It helps to boost muscle strength, new research finds

TUESDAY, April 27, 2004 (HealthDayNews) -- Vitamin D supplements can help prevent the falls that are a major cause of injury, hospitalization and death in older people, new research finds.

An analysis of five studies on the beneficial effects of vitamin D indicates that a daily vitamin D dose of 800 units reduces the incidence of falls in people aged 65 and older by 22 percent, said Dr. Heike A. Bischoff-Ferrari. She is lead author of the report in the April 28 issue of the Journal of the American Medical Association.

About one-third of all persons 65 and older fall at least once a year, leading to 1.6 million emergency room treatments and 388,000 hospitalizations, government figures show. Falls cause 11,600 deaths a year, most of them in people 75 and older who suffer hip fractures, the federal government estimates.

Previous studies have shown vitamin D reduces the number of fractures caused by falls because it strengthens bones, said Bischoff-Ferrari, an instructor in the division of rheumatology and aging at Brigham and Women's Hospital in Boston.

"The new insight that we try to show in this study is that vitamin D reduces the risk of falling by affecting muscle strength favorably," she said.

The five studies analyzed in the report compared the incidence of falls in more than 1,200 older people who took either a vitamin D supplement, calcium or a placebo, under carefully controlled conditions.

"We observed that the number of persons who took vitamin D who fell was smaller than those who took only calcium or a placebo," Bischoff-Ferrari said.

The 800-unit-a-day recommendation comes from the observation that the frequency of falls was not reduced in people who took 400 units a day of vitamin D, she said.

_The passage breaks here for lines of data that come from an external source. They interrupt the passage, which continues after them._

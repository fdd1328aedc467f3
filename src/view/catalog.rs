//! Built-in view definitions.

use super::{DiffInterval, Layout, ViewDefinition};
use crate::query::templates as t;

const fn diff(first: usize, last: usize) -> Option<DiffInterval> {
    Some(DiffInterval::new(first, last))
}

pub(super) fn definitions() -> Vec<ViewDefinition> {
    vec![
        ViewDefinition::new(
            "databases",
            "Show databases statistics",
            Layout::new(t::DATABASES, 18, diff(1, 16)),
        )
        // no checksum_failures before 12
        .below(120000, Layout::new(t::DATABASES_PG11, 17, diff(1, 15))),
        ViewDefinition::new(
            "replication",
            "Show replication statistics",
            Layout::new(t::REPLICATION, 15, diff(6, 6)),
        )
        .below(90500, Layout::new(t::REPLICATION_PG96, 12, diff(6, 6)))
        .with_commit_ts(
            Some(100000),
            Layout::new(t::REPLICATION_PG96_EXTENDED, 14, diff(6, 6)),
        )
        .below(100000, Layout::new(t::REPLICATION_PG96, 12, diff(6, 6)))
        .with_commit_ts(None, Layout::new(t::REPLICATION_EXTENDED, 17, diff(6, 6))),
        ViewDefinition::new(
            "tables",
            "Show tables statistics",
            Layout::new(t::TABLES, 19, diff(1, 18)),
        ),
        ViewDefinition::new(
            "indexes",
            "Show indexes statistics",
            Layout::new(t::INDEXES, 6, diff(1, 5)),
        ),
        ViewDefinition::new(
            "sizes",
            "Show tables sizes statistics",
            Layout::new(t::SIZES, 7, diff(4, 6)),
        ),
        ViewDefinition::new(
            "functions",
            "Show functions statistics",
            Layout::new(t::FUNCTIONS, 8, diff(3, 3)),
        ),
        ViewDefinition::new(
            "progress_vacuum",
            "Show vacuum progress statistics",
            Layout::new(t::PROGRESS_VACUUM, 13, diff(10, 11)),
        ),
        ViewDefinition::new(
            "progress_cluster",
            "Show cluster/vacuum full progress statistics",
            Layout::new(t::PROGRESS_CLUSTER, 13, diff(10, 11)),
        ),
        ViewDefinition::new(
            "progress_index",
            "Show create index/reindex progress statistics",
            Layout::new(t::PROGRESS_INDEX, 14, None),
        ),
        ViewDefinition::new(
            "activity",
            "Show activity statistics",
            Layout::new(t::ACTIVITY, 14, None),
        )
        .below(90600, Layout::new(t::ACTIVITY_PG95, 12, None))
        .below(100000, Layout::new(t::ACTIVITY_PG96, 13, None)),
        ViewDefinition::new(
            "statements_timings",
            "Show statements timings statistics",
            Layout::new(t::STATEMENTS_TIMINGS, 13, diff(6, 10)),
        )
        .with_unique_key(11)
        // total_exec_time was total_time before 13
        .below(130000, Layout::new(t::STATEMENTS_TIMINGS_PG12, 13, diff(6, 10))),
        ViewDefinition::new(
            "statements_general",
            "Show statements general statistics",
            Layout::new(t::STATEMENTS_GENERAL, 8, diff(4, 5)),
        )
        .with_unique_key(6),
        ViewDefinition::new(
            "statements_io",
            "Show statements IO statistics",
            Layout::new(t::STATEMENTS_IO, 13, diff(6, 10)),
        )
        .with_unique_key(11),
        ViewDefinition::new(
            "statements_temp",
            "Show statements temp files statistics",
            Layout::new(t::STATEMENTS_TEMP, 9, diff(4, 6)),
        )
        .with_unique_key(7),
        ViewDefinition::new(
            "statements_local",
            "Show statements temp tables statistics (local IO)",
            Layout::new(t::STATEMENTS_LOCAL, 13, diff(6, 10)),
        )
        .with_unique_key(11),
    ]
}

#[cfg(test)]
mod tests {
    use super::*;

    /// Diffed columns and the unique key must exist in the layout they're used with.
    #[test]
    fn column_indexes_fit_every_layout() {
        for view in definitions() {
            let layouts = std::iter::once(&view.default_layout)
                .chain(view.variants.iter().map(|v| &v.layout));
            for layout in layouts {
                assert!(view.unique_key < layout.ncols, "{}", view.name);
                if let Some(d) = layout.diff {
                    assert!(d.first <= d.last && d.last < layout.ncols, "{}", view.name);
                }
            }
        }
    }

    /// Items in the outermost select list, ignoring commas inside
    /// parentheses and string literals.
    fn select_list_len(template: &str) -> usize {
        let body = template
            .strip_prefix("SELECT")
            .unwrap_or_else(|| panic!("template does not start with SELECT: {template}"));
        let mut depth = 0usize;
        let mut in_string = false;
        let mut items = 1;
        for (i, c) in body.char_indices() {
            match c {
                '\'' => in_string = !in_string,
                _ if in_string => {}
                '(' => depth += 1,
                ')' => depth -= 1,
                ',' if depth == 0 => items += 1,
                ' ' if depth == 0 && body[i..].starts_with(" FROM ") => return items,
                _ => {}
            }
        }
        panic!("no top-level FROM in template: {template}");
    }

    #[test]
    fn select_list_len_skips_nested_commas() {
        assert_eq!(select_list_len("SELECT a, coalesce(b, 'x,y') AS b FROM t"), 2);
        assert_eq!(
            select_list_len("SELECT (SELECT 1 FROM u), c FROM t WHERE d IN (1, 2)"),
            2
        );
    }

    #[test]
    fn templates_have_as_many_columns_as_declared() {
        for view in definitions() {
            let layouts = std::iter::once(&view.default_layout)
                .chain(view.variants.iter().map(|v| &v.layout));
            for layout in layouts {
                assert_eq!(
                    select_list_len(layout.template),
                    layout.ncols,
                    "{}: column count differs from the declared one",
                    view.name
                );
            }
        }
    }
}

A vitamin supplement is advisable because "in the United States, you can get some vitamin D through milk or supplemented orange juice, but not enough," Bischoff-Ferrari said. "Ideally, it should be taken in combination with a calcium supplement."

Dr. Michael F. Holick, director of the Boston University Vitamin D Laboratory, called the 800-unit-a-day recommendation conservative.

"We think that everybody needs 1,000 units a day," Holick said. "The problem is that there are good controlled studies for 800 units a day but not for 1,000 units a day."

A standard multivitamin supplement won't provide enough vitamin D because it contains only 400 units, he said, so a specific vitamin D supplement is advisable -- at least for people who don't get out into the sun often enough.

Holick endorses exposure to sunlight as a way to boost vitamin D levels, but he said he's aware that too much time in the sun can increase the risk of skin cancer.

The advisable amount of sunlight exposure varies greatly from place to place, Holick said. Someone in New York, for example, will get maximum benefit and minimum risk by spending 12 minutes in sunlight during summer with arms and legs exposed two to three times a week between 10 a.m. and 3 p.m. For a Floridian, three to five minutes can be enough, he said.

More information

The dangers of falls for older people and sensible preventive measures are outlined by the U.S. Centers for Disease Control and Prevention. For more on vitamin D, visit the National Institutes of Health.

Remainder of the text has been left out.